TASK DATA ::
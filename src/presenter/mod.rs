//! Presenters
//!
//! View state fed by bus events. Both presenters accept duplicate and
//! out-of-order events; applying the same event twice is harmless.

pub mod badge;
pub mod inbox;

pub use badge::{BadgePresenter, DEFAULT_BADGE_CAP};
pub use inbox::{preview, InboxPresenter, DEFAULT_PREVIEW_CHARS};
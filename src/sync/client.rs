//! Client session wiring
//!
//! One [`ClientSession`] is one open client of an account: its own bus,
//! alert policy, reconciler, poll loop, mutator and relay listener. Several
//! sessions may share a store and a relay channel.

use super::alert::AlertPolicy;
use super::bus::{BusEvent, Subscription, SyncBus};
use super::cue::{CueController, SilentCue};
use super::mutator::{MarkReadOutcome, MutationError, ReadStateMutator};
use super::poller::{
    PollCommand, PollHandle, PollLoop, ReconcileOutcome, Reconciler, DEFAULT_POLL_INTERVAL,
};
use super::relay::{spawn_relay_listener, SignalChannel};
use crate::inbox::{AccountId, MessageId, MessageStore, NoopSession, SessionRefresher};
use std::sync::Arc;
use std::time::Duration;
use tokio::sync::mpsc;
use tokio::task::JoinHandle;

/// Builder for a [`ClientSession`]
pub struct ClientBuilder {
    account: AccountId,
    store: Arc<dyn MessageStore>,
    session: Arc<dyn SessionRefresher>,
    relay: Option<Arc<dyn SignalChannel>>,
    cue: Option<Arc<CueController>>,
    poll_interval: Duration,
}

impl ClientBuilder {
    pub fn new(account: AccountId, store: Arc<dyn MessageStore>) -> Self {
        Self {
            account,
            store,
            session: Arc::new(NoopSession),
            relay: None,
            cue: None,
            poll_interval: DEFAULT_POLL_INTERVAL,
        }
    }

    pub fn with_session(mut self, session: Arc<dyn SessionRefresher>) -> Self {
        self.session = session;
        self
    }

    pub fn with_relay(mut self, relay: Arc<dyn SignalChannel>) -> Self {
        self.relay = Some(relay);
        self
    }

    pub fn with_cue(mut self, cue: Arc<CueController>) -> Self {
        self.cue = Some(cue);
        self
    }

    pub fn with_poll_interval(mut self, interval: Duration) -> Self {
        self.poll_interval = interval;
        self
    }

    /// Wire everything up and start the poll loop and relay listener
    ///
    /// Must be called from within a tokio runtime.
    pub fn mount(self) -> ClientSession {
        let bus = Arc::new(match &self.relay {
            Some(relay) => SyncBus::with_relay(Arc::clone(relay)),
            None => SyncBus::new(),
        });

        let cue = self
            .cue
            .unwrap_or_else(|| Arc::new(CueController::new(Arc::new(SilentCue::new()))));
        let alert = Arc::new(AlertPolicy::new(cue));
        let observer = Arc::clone(&alert);
        let alert_subscription = bus.subscribe(move |event| {
            observer.observe(event);
        });

        let reconciler = Arc::new(Reconciler::new(
            self.account.clone(),
            self.store,
            self.session,
            Arc::clone(&bus),
        ));
        let mutator = ReadStateMutator::new(Arc::clone(&reconciler), Arc::clone(&alert));
        let poll = PollLoop::new(Arc::clone(&reconciler))
            .with_interval(self.poll_interval)
            .spawn();

        let relay_task = self.relay.as_ref().map(|relay| {
            let nudge = poll.sender();
            ListenerGuard(spawn_relay_listener(
                relay.watch(),
                Arc::clone(&bus),
                move |_| {
                    let _ = nudge.try_send(PollCommand::ReconcileNow {
                        force_refresh: false,
                    });
                },
            ))
        });

        tracing::info!(account = %self.account, relay = relay_task.is_some(), "Client session mounted");

        ClientSession {
            account: self.account,
            bus,
            alert,
            reconciler,
            mutator,
            poll,
            relay_task,
            _alert_subscription: alert_subscription,
        }
    }
}

/// A mounted client of one account
pub struct ClientSession {
    account: AccountId,
    bus: Arc<SyncBus>,
    alert: Arc<AlertPolicy>,
    reconciler: Arc<Reconciler>,
    mutator: ReadStateMutator,
    poll: PollHandle,
    relay_task: Option<ListenerGuard>,
    _alert_subscription: Subscription,
}

impl ClientSession {
    pub fn builder(account: AccountId, store: Arc<dyn MessageStore>) -> ClientBuilder {
        ClientBuilder::new(account, store)
    }

    pub fn account(&self) -> &AccountId {
        &self.account
    }

    pub fn bus(&self) -> &Arc<SyncBus> {
        &self.bus
    }

    pub fn alert(&self) -> &Arc<AlertPolicy> {
        &self.alert
    }

    pub fn reconciler(&self) -> &Arc<Reconciler> {
        &self.reconciler
    }

    pub fn mutator(&self) -> &ReadStateMutator {
        &self.mutator
    }

    pub fn poll(&self) -> &PollHandle {
        &self.poll
    }

    /// Subscribe to bus events, seeded with the current snapshot if any
    pub fn subscribe_channel(&self) -> (Subscription, mpsc::UnboundedReceiver<BusEvent>) {
        self.reconciler.subscribe_seeded()
    }

    /// Reconcile now and wait for the result
    pub async fn reconcile_now(&self, force_refresh: bool) -> ReconcileOutcome {
        self.reconciler.reconcile(force_refresh).await
    }

    pub fn focus_regained(&self) {
        self.poll.focus_regained();
    }

    pub async fn mark_one_read(&self, id: &MessageId) -> Result<MarkReadOutcome, MutationError> {
        self.mutator.mark_one_read(id).await
    }

    pub async fn mark_all_read(&self) -> Result<MarkReadOutcome, MutationError> {
        self.mutator.mark_all_read().await
    }

    /// Tear down: stop the timer, drop in-flight results, stop listening
    pub async fn teardown(self) {
        drop(self.relay_task);
        tracing::info!(account = %self.account, "Client session torn down");
        self.poll.shutdown().await;
    }
}

/// Aborts the relay listener when dropped
struct ListenerGuard(JoinHandle<()>);

impl Drop for ListenerGuard {
    fn drop(&mut self) {
        self.0.abort();
    }
}
//! SQLite-backed message store
//!
//! Each account is one row holding its whole message list as a JSON array.
//! There is no per-message table on purpose: the store contract is
//! whole-list replace, and partial updates are not offered.
//!
//! # Example
//!
//! ```no_run
//! use inbox_sync::inbox::{AccountId, SqliteStore};
//! use std::path::PathBuf;
//!
//! # async fn run() -> inbox_sync::inbox::StoreResult<()> {
//! let store = SqliteStore::open(PathBuf::from("inbox.db"))?;
//! store.provision(&AccountId::new("acct-1")).await?;
//! # Ok(())
//! # }
//! ```

use super::store::{MessageStore, Result, StoreError};
use super::{AccountId, AccountSnapshot, Message};
use async_trait::async_trait;
use chrono::Utc;
use rusqlite::{params, Connection, OptionalExtension};
use std::path::Path;
use tokio::sync::Mutex;

/// SQLite store
pub struct SqliteStore {
    conn: Mutex<Connection>,
}

impl SqliteStore {
    /// Open (or create) a store at the given path
    pub fn open(db_path: impl AsRef<Path>) -> Result<Self> {
        let conn = Connection::open(db_path.as_ref())?;
        Self::from_connection(conn)
    }

    /// Open an in-memory database
    pub fn open_in_memory() -> Result<Self> {
        Self::from_connection(Connection::open_in_memory()?)
    }

    fn from_connection(conn: Connection) -> Result<Self> {
        init_schema(&conn)?;
        Ok(Self {
            conn: Mutex::new(conn),
        })
    }

    /// Create an empty snapshot for an account (idempotent)
    pub async fn provision(&self, account: &AccountId) -> Result<()> {
        let conn = self.conn.lock().await;
        conn.execute(
            "INSERT OR IGNORE INTO accounts (account_id, messages, updated_at) VALUES (?1, '[]', ?2)",
            params![account.as_str(), Utc::now().to_rfc3339()],
        )?;
        Ok(())
    }
}

/// Initialize the database schema
fn init_schema(conn: &Connection) -> Result<()> {
    conn.execute_batch(
        r#"
        CREATE TABLE IF NOT EXISTS accounts (
            account_id TEXT PRIMARY KEY,
            messages TEXT NOT NULL,
            updated_at TEXT NOT NULL
        );
        "#,
    )?;
    Ok(())
}

#[async_trait]
impl MessageStore for SqliteStore {
    async fn get_snapshot(&self, account: &AccountId) -> Result<AccountSnapshot> {
        let raw: Option<String> = {
            let conn = self.conn.lock().await;
            conn.query_row(
                "SELECT messages FROM accounts WHERE account_id = ?1",
                params![account.as_str()],
                |row| row.get(0),
            )
            .optional()?
        };

        let raw = raw.ok_or_else(|| StoreError::AccountNotFound(account.to_string()))?;
        let messages: Vec<Message> = serde_json::from_str(&raw)
            .map_err(|e| StoreError::Malformed(format!("account {}: {}", account, e)))?;
        Ok(AccountSnapshot::new(messages))
    }

    async fn replace_messages(&self, account: &AccountId, messages: Vec<Message>) -> Result<()> {
        let payload = serde_json::to_string(&messages)?;
        let conn = self.conn.lock().await;
        let updated = conn.execute(
            "UPDATE accounts SET messages = ?1, updated_at = ?2 WHERE account_id = ?3",
            params![payload, Utc::now().to_rfc3339(), account.as_str()],
        )?;
        if updated == 0 {
            return Err(StoreError::AccountNotFound(account.to_string()));
        }
        Ok(())
    }
}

AIM OF THE EXERCISE :: Every line with the word "ReconcileOutcome" in it should be copied from the listing above.

OUTPUT OF THE TASK ::
    PollCommand, PollHandle, PollLoop, ReconcileOutcome, Reconciler, DEFAULT_POLL_INTERVAL,
    pub async fn reconcile_now(&self, force_refresh: bool) -> ReconcileOutcome {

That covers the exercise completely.